-- ENTRIES PROVIDED --
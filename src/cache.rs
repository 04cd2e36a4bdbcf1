//! Sharded LRU cache with reference-counted handles.
//!
//! Every shard keeps its entries in a slab. Entries are linked by slab index into two
//! circular lists and a chained hash table:
//!
//! - `lru`: entries held only by the cache, oldest first. Eviction takes from here.
//! - `in_use`: entries also referenced by at least one [`CacheHandle`].
//!
//! An entry moves between the lists as its external references come and go. Entries
//! that have been erased, evicted or replaced but are still referenced sit on neither
//! list; their deleter runs when the last handle is released.

use crate::hash::hash;
use std::ops::Deref;
use std::sync::atomic::{AtomicU64, Ordering};
use std::sync::{Arc, Mutex};

pub const NUM_SHARD_BITS: u32 = 4;

const NIL: u32 = u32::MAX;
/// Sentinel of the `lru` list. `lru.next` is the oldest entry, `lru.prev` the newest.
const LRU_HEAD: u32 = 0;
/// Sentinel of the `in_use` list.
const IN_USE_HEAD: u32 = 1;

/// Called once with the key and value when an entry is destroyed.
pub type Deleter<V> = Box<dyn FnOnce(&[u8], &V) + Send>;

struct LRUEntry<V> {
    key: Vec<u8>,
    value: Option<Arc<V>>,
    deleter: Option<Deleter<V>>,
    charge: usize,
    hash: u32,
    /// references, including the cache's own while `in_cache`
    refs: u32,
    /// whether the hash table references this entry
    in_cache: bool,
    next_hash: u32,
    prev: u32,
    next: u32,
}

impl<V> LRUEntry<V> {
    fn sentinel(index: u32) -> LRUEntry<V> {
        LRUEntry {
            key: Vec::new(),
            value: None,
            deleter: None,
            charge: 0,
            hash: 0,
            refs: 0,
            in_cache: false,
            next_hash: NIL,
            prev: index,
            next: index,
        }
    }
}

/// Location of a chain link: a bucket head, or the `next_hash` of an entry.
#[derive(Clone, Copy)]
enum Link {
    Bucket(usize),
    Next(u32),
}

/// Open-chaining hash table over slab indexes.
struct HandleTable {
    list: Vec<u32>,
    elems: usize,
}

impl HandleTable {
    fn new() -> HandleTable {
        HandleTable {
            list: vec![NIL; 4],
            elems: 0,
        }
    }

    fn lookup<V>(&self, entries: &[LRUEntry<V>], key: &[u8], hash: u32) -> u32 {
        self.get(entries, self.find_link(entries, key, hash))
    }

    /// Link `index` into the table, replacing an entry with the same key.
    /// Returns the replaced entry, or `NIL`.
    fn insert<V>(&mut self, entries: &mut [LRUEntry<V>], index: u32) -> u32 {
        let link = {
            let e = &entries[index as usize];
            self.find_link(entries, &e.key, e.hash)
        };
        let old = self.get(entries, link);
        entries[index as usize].next_hash = if old == NIL {
            NIL
        } else {
            entries[old as usize].next_hash
        };
        self.set(entries, link, index);
        if old == NIL {
            self.elems += 1;
            if self.elems > self.list.len() {
                // Since each cache entry is fairly large, we aim for a small
                // average linked list length (<= 1).
                self.resize(entries);
            }
        }
        old
    }

    /// Unlink the entry with `key`. Returns it, or `NIL`.
    fn remove<V>(&mut self, entries: &mut [LRUEntry<V>], key: &[u8], hash: u32) -> u32 {
        let link = self.find_link(entries, key, hash);
        self.unlink(entries, link)
    }

    fn remove_entry<V>(&mut self, entries: &mut [LRUEntry<V>], index: u32) -> u32 {
        let link = {
            let e = &entries[index as usize];
            self.find_link(entries, &e.key, e.hash)
        };
        self.unlink(entries, link)
    }

    fn unlink<V>(&mut self, entries: &mut [LRUEntry<V>], link: Link) -> u32 {
        let result = self.get(entries, link);
        if result != NIL {
            let next = entries[result as usize].next_hash;
            self.set(entries, link, next);
            self.elems -= 1;
        }
        result
    }

    /// Return the link that points to the entry matching key/hash. If there is no such
    /// entry, return the link at the end of the corresponding chain.
    fn find_link<V>(&self, entries: &[LRUEntry<V>], key: &[u8], hash: u32) -> Link {
        let mut link = Link::Bucket(hash as usize & (self.list.len() - 1));
        loop {
            let index = self.get(entries, link);
            if index == NIL {
                return link;
            }
            let e = &entries[index as usize];
            if e.hash == hash && e.key == key {
                return link;
            }
            link = Link::Next(index);
        }
    }

    #[inline]
    fn get<V>(&self, entries: &[LRUEntry<V>], link: Link) -> u32 {
        match link {
            Link::Bucket(b) => self.list[b],
            Link::Next(index) => entries[index as usize].next_hash,
        }
    }

    #[inline]
    fn set<V>(&mut self, entries: &mut [LRUEntry<V>], link: Link, value: u32) {
        match link {
            Link::Bucket(b) => self.list[b] = value,
            Link::Next(index) => entries[index as usize].next_hash = value,
        }
    }

    fn resize<V>(&mut self, entries: &mut [LRUEntry<V>]) {
        let mut new_length = 4;
        while new_length < self.elems {
            new_length *= 2;
        }
        let mut new_list = vec![NIL; new_length];
        let mut count = 0;
        for &head in &self.list {
            let mut h = head;
            while h != NIL {
                let e = &mut entries[h as usize];
                let next = e.next_hash;
                let bucket = e.hash as usize & (new_length - 1);
                e.next_hash = new_list[bucket];
                new_list[bucket] = h;
                h = next;
                count += 1;
            }
        }
        debug_assert_eq!(self.elems, count);
        self.list = new_list;
    }
}

/// A single shard of the sharded cache.
struct LRUCache<V> {
    capacity: usize,
    usage: usize,
    entries: Vec<LRUEntry<V>>,
    free: Vec<u32>,
    table: HandleTable,
}

impl<V> LRUCache<V> {
    fn new(capacity: usize) -> LRUCache<V> {
        LRUCache {
            capacity,
            usage: 0,
            entries: vec![LRUEntry::sentinel(LRU_HEAD), LRUEntry::sentinel(IN_USE_HEAD)],
            free: Vec::new(),
            table: HandleTable::new(),
        }
    }

    #[inline]
    fn value(&self, index: u32) -> &Arc<V> {
        match &self.entries[index as usize].value {
            Some(value) => value,
            None => unreachable!("cache entry {} has no value", index),
        }
    }

    fn ref_entry(&mut self, index: u32) {
        let e = &self.entries[index as usize];
        if e.refs == 1 && e.in_cache {
            // If on lru list, move to in_use list.
            self.list_remove(index);
            self.list_append(IN_USE_HEAD, index);
        }
        self.entries[index as usize].refs += 1;
    }

    fn unref(&mut self, index: u32) {
        let e = &mut self.entries[index as usize];
        debug_assert!(e.refs > 0);
        e.refs -= 1;
        if e.refs == 0 {
            // Deallocate.
            debug_assert!(!e.in_cache);
            let key = std::mem::take(&mut e.key);
            let value = e.value.take();
            if let (Some(deleter), Some(value)) = (e.deleter.take(), value) {
                deleter(&key, &value);
            }
            self.free.push(index);
        } else if e.in_cache && e.refs == 1 {
            // No longer in use; move to lru list.
            self.list_remove(index);
            self.list_append(LRU_HEAD, index);
        }
    }

    fn list_remove(&mut self, index: u32) {
        let (prev, next) = {
            let e = &self.entries[index as usize];
            (e.prev, e.next)
        };
        self.entries[next as usize].prev = prev;
        self.entries[prev as usize].next = next;
    }

    /// Make `index` the newest entry by inserting it just before `list`.
    fn list_append(&mut self, list: u32, index: u32) {
        let prev = self.entries[list as usize].prev;
        {
            let e = &mut self.entries[index as usize];
            e.next = list;
            e.prev = prev;
        }
        self.entries[prev as usize].next = index;
        self.entries[list as usize].prev = index;
    }

    fn lookup(&mut self, key: &[u8], hash: u32) -> Option<u32> {
        let index = self.table.lookup(&self.entries, key, hash);
        if index == NIL {
            return None;
        }
        self.ref_entry(index);
        Some(index)
    }

    fn release(&mut self, index: u32) {
        self.unref(index);
    }

    fn alloc_entry(&mut self, entry: LRUEntry<V>) -> u32 {
        match self.free.pop() {
            Some(index) => {
                self.entries[index as usize] = entry;
                index
            }
            None => {
                self.entries.push(entry);
                (self.entries.len() - 1) as u32
            }
        }
    }

    fn insert(
        &mut self,
        key: &[u8],
        hash: u32,
        value: Arc<V>,
        charge: usize,
        deleter: Option<Deleter<V>>,
    ) -> u32 {
        let index = self.alloc_entry(LRUEntry {
            key: key.to_vec(),
            value: Some(value),
            deleter,
            charge,
            hash,
            // for the returned handle.
            refs: 1,
            in_cache: false,
            next_hash: NIL,
            prev: NIL,
            next: NIL,
        });

        if self.capacity > 0 {
            // for the cache's reference.
            let e = &mut self.entries[index as usize];
            e.refs += 1;
            e.in_cache = true;
            self.list_append(IN_USE_HEAD, index);
            self.usage += charge;
            let old = self.table.insert(&mut self.entries, index);
            self.finish_erase(old);
        }
        // else don't cache. (capacity == 0 is supported and turns off caching.)

        while self.usage > self.capacity && self.entries[LRU_HEAD as usize].next != LRU_HEAD {
            let old = self.entries[LRU_HEAD as usize].next;
            debug_assert_eq!(self.entries[old as usize].refs, 1);
            debug!(
                "cache evicts entry of charge {}",
                self.entries[old as usize].charge
            );
            let removed = self.table.remove_entry(&mut self.entries, old);
            self.finish_erase(removed);
        }
        index
    }

    /// Finish removing an entry that has just been removed from the hash table.
    /// Returns whether `index` named an entry.
    fn finish_erase(&mut self, index: u32) -> bool {
        if index == NIL {
            return false;
        }
        debug_assert!(self.entries[index as usize].in_cache);
        self.list_remove(index);
        let e = &mut self.entries[index as usize];
        e.in_cache = false;
        self.usage -= e.charge;
        self.unref(index);
        true
    }

    fn erase(&mut self, key: &[u8], hash: u32) {
        let index = self.table.remove(&mut self.entries, key, hash);
        self.finish_erase(index);
    }

    fn prune(&mut self) {
        while self.entries[LRU_HEAD as usize].next != LRU_HEAD {
            let index = self.entries[LRU_HEAD as usize].next;
            debug_assert_eq!(self.entries[index as usize].refs, 1);
            let removed = self.table.remove_entry(&mut self.entries, index);
            self.finish_erase(removed);
        }
    }

    fn total_charge(&self) -> usize {
        self.usage
    }
}

impl<V> Drop for LRUCache<V> {
    fn drop(&mut self) {
        // Handles borrow the cache, so none is outstanding here.
        debug_assert_eq!(self.entries[IN_USE_HEAD as usize].next, IN_USE_HEAD);
        self.prune();
    }
}

/// Reference to a cached value. The reference is released when the handle is dropped.
pub struct CacheHandle<'a, V> {
    cache: &'a ShardedLRUCache<V>,
    shard: usize,
    index: u32,
    value: Arc<V>,
}

impl<'a, V> CacheHandle<'a, V> {
    /// Shared pointer to the value, usable after the handle is released.
    pub fn value(&self) -> Arc<V> {
        self.value.clone()
    }
}

impl<'a, V> Deref for CacheHandle<'a, V> {
    type Target = V;

    fn deref(&self) -> &V {
        &self.value
    }
}

impl<'a, V> Drop for CacheHandle<'a, V> {
    fn drop(&mut self) {
        self.cache.shards[self.shard]
            .lock()
            .unwrap()
            .release(self.index);
    }
}

/// Cache mapping byte keys to shared values, split into `1 << shard_bits`
/// independently locked shards with separate capacities.
pub struct ShardedLRUCache<V> {
    shards: Vec<Mutex<LRUCache<V>>>,
    shard_bits: u32,
    last_id: AtomicU64,
}

impl<V> ShardedLRUCache<V> {
    pub fn new(capacity: usize) -> ShardedLRUCache<V> {
        Self::with_shard_bits(capacity, NUM_SHARD_BITS)
    }

    pub fn with_shard_bits(capacity: usize, shard_bits: u32) -> ShardedLRUCache<V> {
        assert!(shard_bits < 32);
        let num_shards = 1usize << shard_bits;
        let per_shard = (capacity + (num_shards - 1)) / num_shards;
        ShardedLRUCache {
            shards: (0..num_shards)
                .map(|_| Mutex::new(LRUCache::new(per_shard)))
                .collect(),
            shard_bits,
            last_id: AtomicU64::new(0),
        }
    }

    #[inline]
    fn shard(&self, hash: u32) -> usize {
        if self.shard_bits == 0 {
            0
        } else {
            (hash >> (32 - self.shard_bits)) as usize
        }
    }

    /// Insert a mapping from `key` to `value` charged against the capacity, replacing any
    /// existing mapping. The returned handle references the new entry; the deleter runs
    /// once the entry is no longer needed.
    pub fn insert(
        &self,
        key: &[u8],
        value: V,
        charge: usize,
        deleter: Option<Deleter<V>>,
    ) -> CacheHandle<'_, V> {
        let hash = hash(key, 0);
        let shard = self.shard(hash);
        let value = Arc::new(value);
        let index = self.shards[shard].lock().unwrap().insert(
            key,
            hash,
            value.clone(),
            charge,
            deleter,
        );
        CacheHandle {
            cache: self,
            shard,
            index,
            value,
        }
    }

    pub fn lookup(&self, key: &[u8]) -> Option<CacheHandle<'_, V>> {
        let hash = hash(key, 0);
        let shard = self.shard(hash);
        let mut cache = self.shards[shard].lock().unwrap();
        let index = cache.lookup(key, hash)?;
        let value = cache.value(index).clone();
        Some(CacheHandle {
            cache: self,
            shard,
            index,
            value,
        })
    }

    /// Release a handle returned by `insert` or `lookup`. Same as dropping it.
    pub fn release(&self, handle: CacheHandle<'_, V>) {
        debug_assert!(std::ptr::eq(handle.cache, self));
        drop(handle);
    }

    /// Drop the mapping for `key`. The entry lives on while handles reference it.
    pub fn erase(&self, key: &[u8]) {
        let hash = hash(key, 0);
        self.shards[self.shard(hash)]
            .lock()
            .unwrap()
            .erase(key, hash);
    }

    /// Remove every entry not referenced by a handle.
    pub fn prune(&self) {
        for shard in &self.shards {
            shard.lock().unwrap().prune();
        }
    }

    pub fn total_charge(&self) -> usize {
        self.shards
            .iter()
            .map(|s| s.lock().unwrap().total_charge())
            .sum()
    }

    /// A new numeric id, for clients sharing the cache to partition its key space.
    pub fn new_id(&self) -> u64 {
        self.last_id.fetch_add(1, Ordering::Relaxed) + 1
    }
}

-- WORK TO COMPLETE --
Search the entries for lines with the string "unwrap", then report their number alone.

-- FINAL ANSWER --
6